Condenada em dezembro de 2016 a 20 anos de prisão como a principal mandante do assassinato do milionário Renê Senna, a viúva da vítima, Adriana Ferreira Almeida, teve o seu recurso de defesa negado pelo juiz Pedro Amorim, da 2ª Vara Criminal de Rio Bonito.
Em abril, foi expedido um mandado de prisão para a viúva, e a sua defesa entrou com um recurso em oposição da decisão, mas não obteve êxito.
O pedido de prisão foi feito pela promotora Priscila Xavier. A Justiça aceitou o pedido, alegando que “não há razão para que seja postergada a execução da pena, em especial no caso em análise que tem por objeto crime praticado há mais de uma década”.

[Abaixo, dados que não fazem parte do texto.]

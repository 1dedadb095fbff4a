use std::path::PathBuf;

use anyhow::Context;
use chrono::{DateTime, Utc};
use clap::{Parser, Subcommand};
use sqlx::postgres::PgPoolOptions;
use sqlx::PgPool;
use uuid::Uuid;

mod classify;
mod config;
mod db;
mod metrics;
mod models;
mod report;
mod streak;
mod voice;

use crate::classify::{GlucoseThresholds, ThresholdOverrides};
use crate::models::{ActivityLog, InsulinDose, MealContext, MedicationLog, Period, ReadingRecord};

#[derive(Parser)]
#[command(name = "glucose-insights")]
#[command(about = "Glucose logging, metrics and reports for diabetes self-management", long_about = None)]
struct Cli {
    #[command(subcommand)]
    command: Commands,
}

#[derive(Subcommand)]
enum Commands {
    /// Create or upgrade the database schema
    InitDb,
    /// Load realistic seed data
    Seed,
    /// Import glucose readings from a CSV file
    Import {
        #[arg(long)]
        csv: PathBuf,
    },
    /// Record a glucose reading
    LogGlucose {
        #[arg(long)]
        email: String,
        #[arg(long)]
        value: f64,
        #[arg(long)]
        meal_context: Option<MealContext>,
        #[arg(long)]
        notes: Option<String>,
        /// RFC 3339 timestamp, defaults to now
        #[arg(long)]
        at: Option<DateTime<Utc>>,
    },
    /// Change a stored glucose reading
    EditGlucose {
        #[arg(long)]
        email: String,
        #[arg(long)]
        id: Uuid,
        #[arg(long)]
        value: Option<f64>,
        #[arg(long)]
        meal_context: Option<MealContext>,
        #[arg(long)]
        notes: Option<String>,
    },
    /// Remove a stored glucose reading
    DeleteGlucose {
        #[arg(long)]
        email: String,
        #[arg(long)]
        id: Uuid,
    },
    /// Record an insulin dose
    LogInsulin {
        #[arg(long)]
        email: String,
        #[arg(long)]
        units: f64,
        #[arg(long, default_value = "rapid")]
        insulin_type: String,
        #[arg(long)]
        notes: Option<String>,
        #[arg(long)]
        at: Option<DateTime<Utc>>,
    },
    /// Record a medication
    LogMedication {
        #[arg(long)]
        email: String,
        #[arg(long)]
        name: String,
        #[arg(long)]
        dosage: Option<String>,
        #[arg(long)]
        at: Option<DateTime<Utc>>,
    },
    /// Record physical activity
    LogActivity {
        #[arg(long)]
        email: String,
        #[arg(long)]
        activity_type: String,
        #[arg(long)]
        minutes: i32,
        #[arg(long)]
        intensity: Option<String>,
        #[arg(long)]
        at: Option<DateTime<Utc>>,
    },
    /// Change personal glucose targets; unset flags keep their current value
    SetTargets {
        #[arg(long)]
        email: String,
        #[arg(long)]
        hypo: Option<i32>,
        #[arg(long)]
        low: Option<i32>,
        #[arg(long)]
        high: Option<i32>,
        #[arg(long)]
        hyper: Option<i32>,
    },
    /// Classify a single value, against a user's targets if given
    Classify {
        #[arg(long)]
        value: f64,
        #[arg(long)]
        email: Option<String>,
    },
    /// Print period statistics
    Summary {
        #[arg(long)]
        email: String,
        #[arg(long, default_value_t = 14, value_parser = clap::value_parser!(i64).range(1..))]
        days: i64,
        #[arg(long)]
        json: bool,
    },
    /// Generate a markdown report
    Report {
        #[arg(long)]
        email: String,
        #[arg(long, default_value_t = 14, value_parser = clap::value_parser!(i64).range(1..))]
        days: i64,
        #[arg(long, default_value = "report.md")]
        out: PathBuf,
    },
    /// Show the consecutive-day logging streak
    Streak {
        #[arg(long)]
        email: String,
    },
    /// Check an extracted voice log and store it once confirmed
    Interpret {
        #[arg(long)]
        email: String,
        /// JSON produced by the speech extractor
        #[arg(long)]
        file: PathBuf,
        #[arg(long)]
        confirm: bool,
    },
}

#[tokio::main]
async fn main() -> anyhow::Result<()> {
    dotenv::dotenv().ok();
    config::init_logging();

    let cli = Cli::parse();

    if let Commands::Classify { value, email: None } = &cli.command {
        print_classification(*value, &GlucoseThresholds::default());
        return Ok(());
    }

    let app_config = config::AppConfig::from_env()?;
    let pool = PgPoolOptions::new()
        .max_connections(app_config.max_connections)
        .connect(&app_config.database_url)
        .await
        .context("failed to connect to Postgres")?;

    match cli.command {
        Commands::InitDb => {
            db::init_db(&pool).await?;
            println!("Schema ready.");
        }
        Commands::Seed => {
            let inserted = db::seed(&pool).await?;
            println!("Seed data inserted ({inserted} readings).");
        }
        Commands::Import { csv } => {
            let inserted = db::import_csv(&pool, &csv).await?;
            println!("Inserted {inserted} readings from {}.", csv.display());
        }
        Commands::LogGlucose {
            email,
            value,
            meal_context,
            notes,
            at,
        } => {
            if !value.is_finite() {
                anyhow::bail!("glucose value must be a finite number");
            }
            let user_id = db::ensure_user(&pool, &email, None).await?;
            let record = ReadingRecord {
                id: Uuid::new_v4(),
                value,
                timestamp: at.unwrap_or_else(Utc::now),
                meal_context,
                notes,
            };
            let id = record.id;
            db::insert_reading(&pool, user_id, &record, None).await?;
            let thresholds = db::fetch_thresholds(&pool, &email).await?;
            println!(
                "Logged {value} mg/dL ({}) as {id}.",
                classify::classify(value, &thresholds).label()
            );
        }
        Commands::EditGlucose {
            email,
            id,
            value,
            meal_context,
            notes,
        } => {
            let thresholds = db::fetch_thresholds(&pool, &email).await?;
            let mut reading = db::fetch_reading(&pool, &email, id, &thresholds).await?;
            if let Some(value) = value {
                if !value.is_finite() {
                    anyhow::bail!("glucose value must be a finite number");
                }
                reading.value = value;
            }
            if meal_context.is_some() {
                reading.meal_context = meal_context;
            }
            if notes.is_some() {
                reading.notes = notes;
            }
            reading.reclassify(&thresholds);
            db::update_reading(&pool, &reading).await?;
            println!(
                "Updated reading {id}: {} mg/dL ({}).",
                reading.value,
                reading.level.label()
            );
        }
        Commands::DeleteGlucose { email, id } => {
            if db::delete_reading(&pool, &email, id).await? {
                println!("Deleted reading {id}.");
            } else {
                println!("No reading {id} for {email}.");
            }
        }
        Commands::LogInsulin {
            email,
            units,
            insulin_type,
            notes,
            at,
        } => {
            if !units.is_finite() || units <= 0.0 {
                anyhow::bail!("insulin units must be a positive number");
            }
            let user_id = db::ensure_user(&pool, &email, None).await?;
            let dose = InsulinDose {
                id: Uuid::new_v4(),
                units,
                insulin_type,
                timestamp: at.unwrap_or_else(Utc::now),
                notes,
            };
            db::insert_insulin(&pool, user_id, &dose).await?;
            println!("Logged {} units of {} insulin.", dose.units, dose.insulin_type);
        }
        Commands::LogMedication {
            email,
            name,
            dosage,
            at,
        } => {
            let user_id = db::ensure_user(&pool, &email, None).await?;
            let medication = MedicationLog {
                id: Uuid::new_v4(),
                name,
                dosage,
                timestamp: at.unwrap_or_else(Utc::now),
            };
            db::insert_medication(&pool, user_id, &medication).await?;
            println!("Logged medication {}.", medication.name);
        }
        Commands::LogActivity {
            email,
            activity_type,
            minutes,
            intensity,
            at,
        } => {
            if minutes <= 0 {
                anyhow::bail!("activity minutes must be positive");
            }
            let user_id = db::ensure_user(&pool, &email, None).await?;
            let activity = ActivityLog {
                id: Uuid::new_v4(),
                activity_type,
                duration_minutes: minutes,
                intensity,
                timestamp: at.unwrap_or_else(Utc::now),
            };
            db::insert_activity(&pool, user_id, &activity).await?;
            println!(
                "Logged {} minutes of {}.",
                activity.duration_minutes, activity.activity_type
            );
        }
        Commands::SetTargets {
            email,
            hypo,
            low,
            high,
            hyper,
        } => {
            let current = db::fetch_thresholds(&pool, &email).await?;
            let updated = ThresholdOverrides {
                hypo_threshold: hypo,
                target_low: low,
                target_high: high,
                hyper_threshold: hyper,
            }
            .apply_to(current);
            db::update_thresholds(&pool, &email, &updated).await?;
            println!(
                "Targets for {email}: {}-{} mg/dL, alerts below {} and above {} mg/dL.",
                updated.target_low,
                updated.target_high,
                updated.hypo_threshold,
                updated.hyper_threshold
            );
        }
        Commands::Classify { value, email } => {
            let thresholds = match email {
                Some(email) => db::fetch_thresholds(&pool, &email).await?,
                None => GlucoseThresholds::default(),
            };
            print_classification(value, &thresholds);
        }
        Commands::Summary { email, days, json } => {
            let thresholds = db::fetch_thresholds(&pool, &email).await?;
            let period = Period::last_days(Utc::now(), days);
            let readings = db::fetch_readings(&pool, &email, period, &thresholds).await?;
            let summary = metrics::summarize(&readings, period, &thresholds);

            if json {
                println!("{}", serde_json::to_string_pretty(&summary)?);
                return Ok(());
            }

            if summary.count == 0 {
                println!("No readings found for this window.");
                return Ok(());
            }

            let show = |value: Option<f64>| match value {
                Some(value) => format!("{value:.1}"),
                None => "n/a".to_string(),
            };
            println!("Last {days} days for {email}:");
            println!("- readings: {}", summary.count);
            println!("- average: {} mg/dL", show(summary.mean));
            println!("- std dev: {} mg/dL", show(summary.std_dev));
            println!("- CV: {}%", show(summary.cv));
            println!(
                "- time in range: {}% below, {}% in range, {}% above",
                show(summary.time_in_range.below),
                show(summary.time_in_range.in_range),
                show(summary.time_in_range.above)
            );
            println!(
                "- trend: {}",
                summary.trend.map(|trend| trend.label()).unwrap_or("n/a")
            );
        }
        Commands::Report { email, days, out } => {
            let thresholds = db::fetch_thresholds(&pool, &email).await?;
            let period = Period::last_days(Utc::now(), days);
            let lookback = Period::new(period.preceding().start, period.end);
            let all = db::fetch_readings(&pool, &email, lookback, &thresholds).await?;
            let (previous, readings) = metrics::split_at(&all, period.start);
            let insulin = db::fetch_insulin(&pool, &email, period).await?;
            let activities = db::fetch_activities(&pool, &email, period).await?;

            let summary = metrics::summarize(&readings, period, &thresholds);
            let context = report::ReportContext {
                alerts: report::count_alerts(&readings, &thresholds),
                previous_trend: metrics::trend(&previous, &readings),
                insulin: report::insulin_totals(&insulin, days),
                activity: report::activity_totals(&activities),
                streak_days: current_streak(&pool, &email).await?,
            };
            let report = report::build_report(&email, &summary, &context);
            std::fs::write(&out, report)
                .with_context(|| format!("failed to write {}", out.display()))?;
            println!("Report written to {}.", out.display());
        }
        Commands::Streak { email } => {
            let days = current_streak(&pool, &email).await?;
            println!("{email} has logged glucose {days} days in a row.");
            for badge in streak::earned_badges(days) {
                println!("- {} ({} days)", badge.title(), badge.required_days());
            }
        }
        Commands::Interpret {
            email,
            file,
            confirm,
        } => {
            let raw = std::fs::read_to_string(&file)
                .with_context(|| format!("failed to read {}", file.display()))?;
            let interpretation = voice::interpret(&raw);
            println!("Heard: {}", interpretation.describe());

            if !interpretation.is_loggable() {
                println!("Nothing to log.");
            } else if confirm {
                let user_id = db::ensure_user(&pool, &email, None).await?;
                db::insert_interpretation(&pool, user_id, &interpretation, Utc::now()).await?;
                println!("Saved.");
            } else {
                println!("Re-run with --confirm to save this entry.");
            }
        }
    }

    Ok(())
}

async fn current_streak(pool: &PgPool, email: &str) -> anyhow::Result<u32> {
    let days = db::fetch_reading_days(pool, email).await?;
    Ok(streak::streak(days, Utc::now().date_naive()))
}

fn print_classification(value: f64, thresholds: &GlucoseThresholds) {
    let level = classify::classify(value, thresholds);
    match classify::alert(value, thresholds) {
        Some(alert) => println!("{value} mg/dL is {} ({alert:?} alert).", level.label()),
        None => println!("{value} mg/dL is {}.", level.label()),
    }
}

O assassinato a tiros do ex-ganhador de R$ 50 milhões da Mega-Sena em 2006, ocorreu em janeiro de 2007, em Rio Bonito. Seis pessoas foram acusadas de envolvimento no crime, mas segundo o Ministério Público, Adriana teria sido a mandante da execução, após o marido descobrir que estava sendo traído e dizer que tiraria o nome dela do testamento.
Em 2016, dias depois do julgamento, ela teve a prisão revogada e cumpriu a pena em prisão domiciliar. Adriana já é considerada foragida.